Give back the data in full, with every line exact.

START THE INPUT

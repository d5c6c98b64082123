//! HTTP control surface: mint session ids, broadcast, pending shutdown.

use axum::extract::rejection::JsonRejection;
use axum::extract::State;
use axum::http::StatusCode;
use axum::response::Json;
use axum::routing::{get, post};
use axum::Router;
use pipe_core::SessionId;
use serde::{Deserialize, Serialize};
use tracing::info;

use crate::errors::{Result, ServerError};
use crate::relay::{BroadcastReport, broadcast};
use crate::server::AppState;

/// Response to `POST /api/sessions`.
#[derive(Debug, Serialize, Deserialize)]
#[serde(rename_all = "camelCase")]
pub struct CreatedSession {
    /// Freshly minted session id.
    pub session_id: SessionId,
}

/// Response to `GET /api/sessions`.
#[derive(Debug, Serialize, Deserialize)]
pub struct SessionsSummary {
    /// Active sessions.
    pub sessions: usize,
    /// Active member connections.
    pub connections: usize,
}

/// Body of `POST /api/broadcast`.
#[derive(Debug, Deserialize)]
pub struct BroadcastRequest {
    /// Operator text to frame and deliver.
    pub text: String,
}

/// Response to `POST /api/shutdown`.
#[derive(Debug, Serialize, Deserialize)]
pub struct ShutdownStatus {
    /// Always `true` once requested.
    pub pending: bool,
    /// Sessions still open.
    pub sessions: usize,
}

/// Routes mounted under `/api`.
pub fn routes() -> Router<AppState> {
    Router::new()
        .route("/sessions", get(list_sessions).post(create_session))
        .route("/broadcast", post(send_broadcast))
        .route("/shutdown", post(request_shutdown))
}

/// POST /api/sessions
async fn create_session(State(state): State<AppState>) -> Result<Json<CreatedSession>> {
    if state.shutdown.is_pending() || state.shutdown.is_shutting_down() {
        return Err(ServerError::ShuttingDown);
    }
    Ok(Json(CreatedSession {
        session_id: SessionId::generate(),
    }))
}

/// GET /api/sessions
async fn list_sessions(State(state): State<AppState>) -> Json<SessionsSummary> {
    Json(SessionsSummary {
        sessions: state.registry.session_count(),
        connections: state.registry.connection_count(),
    })
}

/// POST /api/broadcast
async fn send_broadcast(
    State(state): State<AppState>,
    body: std::result::Result<Json<BroadcastRequest>, JsonRejection>,
) -> Result<Json<BroadcastReport>> {
    let Json(request) = body.map_err(|e| ServerError::BadRequest(e.body_text()))?;
    Ok(Json(broadcast(&state.registry, &request.text)))
}

/// POST /api/shutdown
async fn request_shutdown(State(state): State<AppState>) -> (StatusCode, Json<ShutdownStatus>) {
    let sessions = state.registry.session_count();
    if state.shutdown.request_pending() {
        info!(sessions, "pending shutdown requested");
    }
    (
        StatusCode::ACCEPTED,
        Json(ShutdownStatus {
            pending: true,
            sessions,
        }),
    )
}
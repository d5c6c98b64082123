//! `/health` endpoint.

use serde::Serialize;
use std::time::Instant;

/// Health check response body.
#[derive(Debug, Clone, Serialize)]
pub struct HealthResponse {
    /// `"ok"`, or `"draining"` once a pending shutdown was requested.
    pub status: String,
    /// Seconds since the server started.
    pub uptime_secs: u64,
    /// Current member connection count.
    pub connections: usize,
    /// Number of active sessions.
    pub active_sessions: usize,
    /// Whether the server exits once sessions reach zero.
    pub shutdown_pending: bool,
}

/// Build a health response from live counters.
pub fn health_check(
    start_time: Instant,
    connections: usize,
    sessions: usize,
    shutdown_pending: bool,
) -> HealthResponse {
    HealthResponse {
        status: if shutdown_pending { "draining" } else { "ok" }.into(),
        uptime_secs: start_time.elapsed().as_secs(),
        connections,
        active_sessions: sessions,
        shutdown_pending,
    }
}
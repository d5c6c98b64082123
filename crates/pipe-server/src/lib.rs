//! # pipe-server
//!
//! Session-pairing relay over WebSocket.
//!
//! - [`relay`]: session registry, message fan-out, orphan reaper, operator broadcast
//! - [`websocket`]: per-connection lifecycle (join, relay, heartbeat, disconnect)
//! - [`control`]: HTTP control surface (mint session ids, broadcast, pending shutdown)
//! - Graceful shutdown via [`shutdown::ShutdownCoordinator`]

#![deny(unsafe_code)]

pub mod config;
pub mod control;
pub mod errors;
pub mod health;
pub mod metrics;
pub mod relay;
pub mod server;
pub mod shutdown;
pub mod websocket;

pub use config::ServerConfig;
pub use errors::{Result, ServerError};
pub use server::PipeServer;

END THE INPUT

YOUR SOLUTION:
repository d5c6c98b64082123
//! HTTP control surface: mint session ids, broadcast, pending shutdown.

use axum::extract::rejection::JsonRejection;
use axum::extract::State;
use axum::http::StatusCode;
use axum::response::Json;
use axum::routing::{get, post};
use axum::Router;
use pipe_core::SessionId;
use serde::{Deserialize, Serialize};
use tracing::info;

use crate::errors::{Result, ServerError};
use crate::relay::{BroadcastReport, broadcast};
use crate::server::AppState;

/// Response to `POST /api/sessions`.
#[derive(Debug, Serialize, Deserialize)]
#[serde(rename_all = "camelCase")]
pub struct CreatedSession {
    /// Freshly minted session id.
    pub session_id: SessionId,
}

/// Response to `GET /api/sessions`.
#[derive(Debug, Serialize, Deserialize)]
pub struct SessionsSummary {
    /// Active sessions.
    pub sessions: usize,
    /// Active member connections.
    pub connections: usize,
}

/// Body of `POST /api/broadcast`.
#[derive(Debug, Deserialize)]
pub struct BroadcastRequest {
    /// Operator text to frame and deliver.
    pub text: String,
}

/// Response to `POST /api/shutdown`.
#[derive(Debug, Serialize, Deserialize)]
pub struct ShutdownStatus {
    /// Always `true` once requested.
    pub pending: bool,
    /// Sessions still open.
    pub sessions: usize,
}

/// Routes mounted under `/api`.
pub fn routes() -> Router<AppState> {
    Router::new()
        .route("/sessions", get(list_sessions).post(create_session))
        .route("/broadcast", post(send_broadcast))
        .route("/shutdown", post(request_shutdown))
}

/// POST /api/sessions
async fn create_session(State(state): State<AppState>) -> Result<Json<CreatedSession>> {
    if state.shutdown.is_pending() || state.shutdown.is_shutting_down() {
        return Err(ServerError::ShuttingDown);
    }
    Ok(Json(CreatedSession {
        session_id: SessionId::generate(),
    }))
}

/// GET /api/sessions
async fn list_sessions(State(state): State<AppState>) -> Json<SessionsSummary> {
    Json(SessionsSummary {
        sessions: state.registry.session_count(),
        connections: state.registry.connection_count(),
    })
}

/// POST /api/broadcast
async fn send_broadcast(
    State(state): State<AppState>,
    body: std::result::Result<Json<BroadcastRequest>, JsonRejection>,
) -> Result<Json<BroadcastReport>> {
    let Json(request) = body.map_err(|e| ServerError::BadRequest(e.body_text()))?;
    Ok(Json(broadcast(&state.registry, &request.text)))
}

/// POST /api/shutdown
async fn request_shutdown(State(state): State<AppState>) -> (StatusCode, Json<ShutdownStatus>) {
    let sessions = state.registry.session_count();
    if state.shutdown.request_pending() {
        info!(sessions, "pending shutdown requested");
    }
    (
        StatusCode::ACCEPTED,
        Json(ShutdownStatus {
            pending: true,
            sessions,
        }),
    )
}
repository d5c6c98b64082123
//! `/health` endpoint.

use serde::Serialize;
use std::time::Instant;

/// Health check response body.
#[derive(Debug, Clone, Serialize)]
pub struct HealthResponse {
    /// `"ok"`, or `"draining"` once a pending shutdown was requested.
    pub status: String,
    /// Seconds since the server started.
    pub uptime_secs: u64,
    /// Current member connection count.
    pub connections: usize,
    /// Number of active sessions.
    pub active_sessions: usize,
    /// Whether the server exits once sessions reach zero.
    pub shutdown_pending: bool,
}

/// Build a health response from live counters.
pub fn health_check(
    start_time: Instant,
    connections: usize,
    sessions: usize,
    shutdown_pending: bool,
) -> HealthResponse {
    HealthResponse {
        status: if shutdown_pending { "draining" } else { "ok" }.into(),
        uptime_secs: start_time.elapsed().as_secs(),
        connections,
        active_sessions: sessions,
        shutdown_pending,
    }
}
repository d5c6c98b64082123
filename crates/pipe-server/src/lib.rs
//! # pipe-server
//!
//! Session-pairing relay over WebSocket.
//!
//! - [`relay`]: session registry, message fan-out, orphan reaper, operator broadcast
//! - [`websocket`]: per-connection lifecycle (join, relay, heartbeat, disconnect)
//! - [`control`]: HTTP control surface (mint session ids, broadcast, pending shutdown)
//! - Graceful shutdown via [`shutdown::ShutdownCoordinator`]

#![deny(unsafe_code)]

pub mod config;
pub mod control;
pub mod errors;
pub mod health;
pub mod metrics;
pub mod relay;
pub mod server;
pub mod shutdown;
pub mod websocket;

pub use config::ServerConfig;
pub use errors::{Result, ServerError};
pub use server::PipeServer;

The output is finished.